## YOUR GOAL
Your answer should consist of each line below that contains the string "InvalidCredentials".

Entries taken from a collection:
_ _ _

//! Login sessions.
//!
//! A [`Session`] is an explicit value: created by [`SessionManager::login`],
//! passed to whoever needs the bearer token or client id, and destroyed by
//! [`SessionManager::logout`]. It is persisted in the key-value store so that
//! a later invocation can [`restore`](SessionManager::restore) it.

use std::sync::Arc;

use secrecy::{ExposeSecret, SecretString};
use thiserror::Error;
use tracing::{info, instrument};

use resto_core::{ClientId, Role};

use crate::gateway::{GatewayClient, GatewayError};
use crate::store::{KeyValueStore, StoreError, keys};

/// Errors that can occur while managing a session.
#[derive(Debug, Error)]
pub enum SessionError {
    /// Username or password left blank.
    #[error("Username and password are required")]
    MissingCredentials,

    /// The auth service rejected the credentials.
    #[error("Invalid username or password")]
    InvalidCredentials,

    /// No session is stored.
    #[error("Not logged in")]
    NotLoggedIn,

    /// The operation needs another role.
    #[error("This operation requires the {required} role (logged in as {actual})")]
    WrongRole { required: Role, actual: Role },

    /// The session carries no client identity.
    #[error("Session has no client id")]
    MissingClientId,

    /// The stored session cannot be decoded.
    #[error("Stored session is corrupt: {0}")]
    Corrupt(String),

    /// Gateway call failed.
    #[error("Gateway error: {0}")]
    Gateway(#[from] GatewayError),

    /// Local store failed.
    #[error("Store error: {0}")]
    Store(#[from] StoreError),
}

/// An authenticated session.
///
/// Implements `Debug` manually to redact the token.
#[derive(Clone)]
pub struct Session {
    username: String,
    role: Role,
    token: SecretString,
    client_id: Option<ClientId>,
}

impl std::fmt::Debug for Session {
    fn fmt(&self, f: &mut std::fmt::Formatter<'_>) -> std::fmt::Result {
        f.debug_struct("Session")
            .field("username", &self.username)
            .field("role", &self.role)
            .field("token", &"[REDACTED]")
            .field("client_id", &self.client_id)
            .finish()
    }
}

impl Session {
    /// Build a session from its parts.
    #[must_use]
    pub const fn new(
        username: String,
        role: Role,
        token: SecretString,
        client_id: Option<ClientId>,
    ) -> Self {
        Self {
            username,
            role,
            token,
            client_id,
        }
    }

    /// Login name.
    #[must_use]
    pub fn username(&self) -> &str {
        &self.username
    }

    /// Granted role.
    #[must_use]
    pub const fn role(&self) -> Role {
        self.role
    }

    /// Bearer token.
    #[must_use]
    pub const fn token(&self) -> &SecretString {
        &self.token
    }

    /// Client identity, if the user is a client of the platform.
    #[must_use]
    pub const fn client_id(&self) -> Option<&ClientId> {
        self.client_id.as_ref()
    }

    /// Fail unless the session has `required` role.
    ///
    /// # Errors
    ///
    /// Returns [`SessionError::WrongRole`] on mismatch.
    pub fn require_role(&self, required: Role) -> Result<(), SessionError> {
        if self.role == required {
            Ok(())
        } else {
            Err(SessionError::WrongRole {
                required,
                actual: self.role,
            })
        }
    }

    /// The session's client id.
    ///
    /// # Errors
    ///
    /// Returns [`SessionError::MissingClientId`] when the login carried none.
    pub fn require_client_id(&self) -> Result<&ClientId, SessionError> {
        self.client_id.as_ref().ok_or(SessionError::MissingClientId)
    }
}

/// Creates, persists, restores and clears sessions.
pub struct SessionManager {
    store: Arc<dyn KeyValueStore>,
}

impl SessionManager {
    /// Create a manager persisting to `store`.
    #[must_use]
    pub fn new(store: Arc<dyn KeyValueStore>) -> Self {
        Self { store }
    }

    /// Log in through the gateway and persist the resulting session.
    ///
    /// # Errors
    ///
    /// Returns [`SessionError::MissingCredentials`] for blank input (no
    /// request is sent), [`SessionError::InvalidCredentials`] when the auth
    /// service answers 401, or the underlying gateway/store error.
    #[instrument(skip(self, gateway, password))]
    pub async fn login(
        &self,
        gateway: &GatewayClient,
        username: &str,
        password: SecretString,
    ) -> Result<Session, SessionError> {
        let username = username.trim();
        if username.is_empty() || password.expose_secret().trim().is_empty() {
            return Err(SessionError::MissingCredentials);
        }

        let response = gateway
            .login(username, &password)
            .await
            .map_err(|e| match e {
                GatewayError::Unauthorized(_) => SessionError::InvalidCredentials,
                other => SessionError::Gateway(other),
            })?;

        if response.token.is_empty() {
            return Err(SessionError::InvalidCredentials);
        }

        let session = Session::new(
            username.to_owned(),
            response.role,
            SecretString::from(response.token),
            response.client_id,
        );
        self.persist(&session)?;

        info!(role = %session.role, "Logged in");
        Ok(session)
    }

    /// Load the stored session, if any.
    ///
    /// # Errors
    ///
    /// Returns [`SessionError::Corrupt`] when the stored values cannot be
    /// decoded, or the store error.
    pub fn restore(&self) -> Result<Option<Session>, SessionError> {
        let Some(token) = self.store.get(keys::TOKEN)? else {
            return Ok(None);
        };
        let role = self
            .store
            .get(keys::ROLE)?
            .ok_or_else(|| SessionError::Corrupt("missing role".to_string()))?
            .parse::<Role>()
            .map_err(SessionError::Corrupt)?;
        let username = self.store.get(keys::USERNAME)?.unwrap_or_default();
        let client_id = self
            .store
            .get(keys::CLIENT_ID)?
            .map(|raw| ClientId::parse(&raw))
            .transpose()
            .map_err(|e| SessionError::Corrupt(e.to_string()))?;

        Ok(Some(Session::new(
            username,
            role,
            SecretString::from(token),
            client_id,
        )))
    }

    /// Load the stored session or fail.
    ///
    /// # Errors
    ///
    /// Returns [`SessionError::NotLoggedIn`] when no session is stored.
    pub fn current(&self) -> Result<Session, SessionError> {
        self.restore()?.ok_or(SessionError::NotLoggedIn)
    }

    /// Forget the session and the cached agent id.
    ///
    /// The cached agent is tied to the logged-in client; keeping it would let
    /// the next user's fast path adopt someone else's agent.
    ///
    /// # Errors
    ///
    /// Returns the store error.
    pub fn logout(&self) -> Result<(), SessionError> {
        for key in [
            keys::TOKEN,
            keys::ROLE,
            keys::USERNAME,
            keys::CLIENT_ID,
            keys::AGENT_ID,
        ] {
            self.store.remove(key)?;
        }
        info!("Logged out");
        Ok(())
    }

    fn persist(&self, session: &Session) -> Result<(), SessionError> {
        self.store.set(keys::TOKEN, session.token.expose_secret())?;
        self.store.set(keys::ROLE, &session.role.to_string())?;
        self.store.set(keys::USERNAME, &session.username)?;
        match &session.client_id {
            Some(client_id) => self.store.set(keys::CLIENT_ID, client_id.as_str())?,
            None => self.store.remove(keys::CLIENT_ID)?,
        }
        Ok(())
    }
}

_ _ _

## EXERCISE SOLUTION
    InvalidCredentials,
    /// request is sent), [`SessionError::InvalidCredentials`] when the auth
                GatewayError::Unauthorized(_) => SessionError::InvalidCredentials,
            return Err(SessionError::InvalidCredentials);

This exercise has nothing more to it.